Exercise directions | Count the lines below with the string "warn" in them. Only the number should be given.

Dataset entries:
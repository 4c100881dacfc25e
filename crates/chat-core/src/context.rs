use robochat_llm::{ProviderMessage, Role as ProviderRole};
use robochat_storage::MessageId;

use crate::block::BlockType;
use crate::message::{Message, MessageStatus, Role};
use crate::store::MessageBlockStore;

/// Builds the provider history for a response to `ask_id`.
///
/// Takes the topic's messages up to and including the asking message, drops failed and
/// unfinished assistant turns and anything without text, then keeps the last
/// `context_count` entries. The asking message always survives truncation.
pub fn build_history(
    messages: &[Message],
    blocks: &MessageBlockStore,
    ask_id: MessageId,
    context_count: usize,
) -> Vec<ProviderMessage> {
    let end = messages
        .iter()
        .position(|message| message.id == ask_id)
        .map_or(messages.len(), |index| index + 1);

    let mut history = messages[..end]
        .iter()
        .filter(|message| {
            !(message.is_assistant()
                && matches!(
                    message.status,
                    MessageStatus::Error | MessageStatus::Pending | MessageStatus::Processing
                ))
        })
        .filter_map(|message| {
            let content = message_text(message, blocks);
            if content.trim().is_empty() {
                return None;
            }
            Some(ProviderMessage::new(provider_role(message.role), content))
        })
        .collect::<Vec<_>>();

    let keep = context_count.max(1);
    if history.len() > keep {
        history.drain(..history.len() - keep);
    }
    history
}

/// Main-text blocks of `message`, in block order, separated by blank lines.
pub fn message_text(message: &Message, blocks: &MessageBlockStore) -> String {
    message
        .blocks
        .iter()
        .filter_map(|block_id| blocks.block(*block_id))
        .filter(|block| block.block_type() == BlockType::MainText)
        .filter_map(|block| block.content().map(str::to_string))
        .collect::<Vec<_>>()
        .join("\n\n")
}

fn provider_role(role: Role) -> ProviderRole {
    match role {
        Role::System => ProviderRole::System,
        Role::User => ProviderRole::User,
        Role::Assistant => ProviderRole::Assistant,
    }
}
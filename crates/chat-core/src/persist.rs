use std::sync::Arc;

use robochat_storage::{BlockId, ChatStorage, StorageBatch, StorageError, TopicId};

use crate::block::MessageBlock;
use crate::serializer::{block_to_record, message_to_record};
use crate::store::MessageStore;

/// Writes in-memory state through to storage.
///
/// Failures are logged and swallowed: the in-memory stores stay authoritative for the
/// running session and the next successful write for the same rows catches storage up.
#[derive(Clone)]
pub(crate) struct Persister {
    storage: Arc<dyn ChatStorage>,
    messages: Arc<MessageStore>,
}

impl Persister {
    pub(crate) fn new(storage: Arc<dyn ChatStorage>, messages: Arc<MessageStore>) -> Self {
        Self { storage, messages }
    }

    pub(crate) fn storage(&self) -> &Arc<dyn ChatStorage> {
        &self.storage
    }

    pub(crate) async fn save_block(&self, block: &MessageBlock) {
        if let Err(error) = self.storage.put_block(block_to_record(block)).await {
            log_failure("save-block", None, &error);
        }
    }

    /// Writes the topic's message list plus block upserts and deletions in one transaction.
    pub(crate) async fn save_topic_with_blocks(
        &self,
        topic_id: TopicId,
        upserts: &[MessageBlock],
        deletes: Vec<BlockId>,
    ) {
        let messages = self
            .messages
            .messages_for_topic(topic_id)
            .iter()
            .map(message_to_record)
            .collect();
        let batch = StorageBatch::new()
            .with_topic_messages(topic_id, messages)
            .with_blocks(upserts.iter().map(block_to_record))
            .with_deleted_blocks(deletes);

        if let Err(error) = self.storage.commit(batch).await {
            log_failure("save-topic", Some(topic_id), &error);
        }
    }
}

fn log_failure(operation: &'static str, topic_id: Option<TopicId>, error: &StorageError) {
    match topic_id {
        Some(topic_id) => tracing::warn!(
            operation,
            topic_id = %topic_id,
            error = %error,
            "persisting chat state failed; keeping in-memory state"
        ),
        None => tracing::warn!(
            operation,
            error = %error,
            "persisting chat state failed; keeping in-memory state"
        ),
    }
}
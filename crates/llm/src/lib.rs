use std::sync::Arc;

mod chunk;
mod model;
mod openai;
mod provider;
mod scripted;

pub use chunk::{Chunk, ErrorInfo, Metrics, ResponseSummary, Usage};
pub use model::{
    DEFAULT_DEEPSEEK_MODEL, DEFAULT_OPENAI_MODEL, Model, ModelRef, default_deepseek_models,
    default_openai_models,
};
pub use openai::{CompletionApi, DEEPSEEK_PROVIDER_ID, OPENAI_PROVIDER_ID, OpenAiProvider};
pub use provider::{
    LlmProvider, ProviderConfig, ProviderError, ProviderEventStream, ProviderMessage,
    ProviderResult, ProviderStreamHandle, ProviderWorker, Role, StreamRequest, StreamTarget,
};
pub use scripted::{SCRIPTED_PROVIDER_ID, ScriptStep, ScriptedProvider};

pub fn create_provider(mut config: ProviderConfig) -> ProviderResult<Arc<dyn LlmProvider>> {
    if config.provider_id.trim().is_empty() {
        config.provider_id = OPENAI_PROVIDER_ID.to_string();
    }

    match config.provider_id.as_str() {
        "openai" | "rig-openai" => {
            config.provider_id = OPENAI_PROVIDER_ID.to_string();
            Ok(Arc::new(OpenAiProvider::new(config)?))
        }
        DEEPSEEK_PROVIDER_ID => Ok(Arc::new(OpenAiProvider::with_api(
            config,
            CompletionApi::DeepSeek,
        )?)),
        // Self-hosted servers speak chat completions, not the Responses API.
        "local" => Ok(Arc::new(OpenAiProvider::with_api(
            config,
            CompletionApi::OpenAiChat,
        )?)),
        SCRIPTED_PROVIDER_ID => Ok(Arc::new(ScriptedProvider::echo())),
        _ => Err(ProviderError::UnsupportedProvider {
            stage: "create-provider",
            provider_id: config.provider_id,
        }),
    }
}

Exercise solution | 2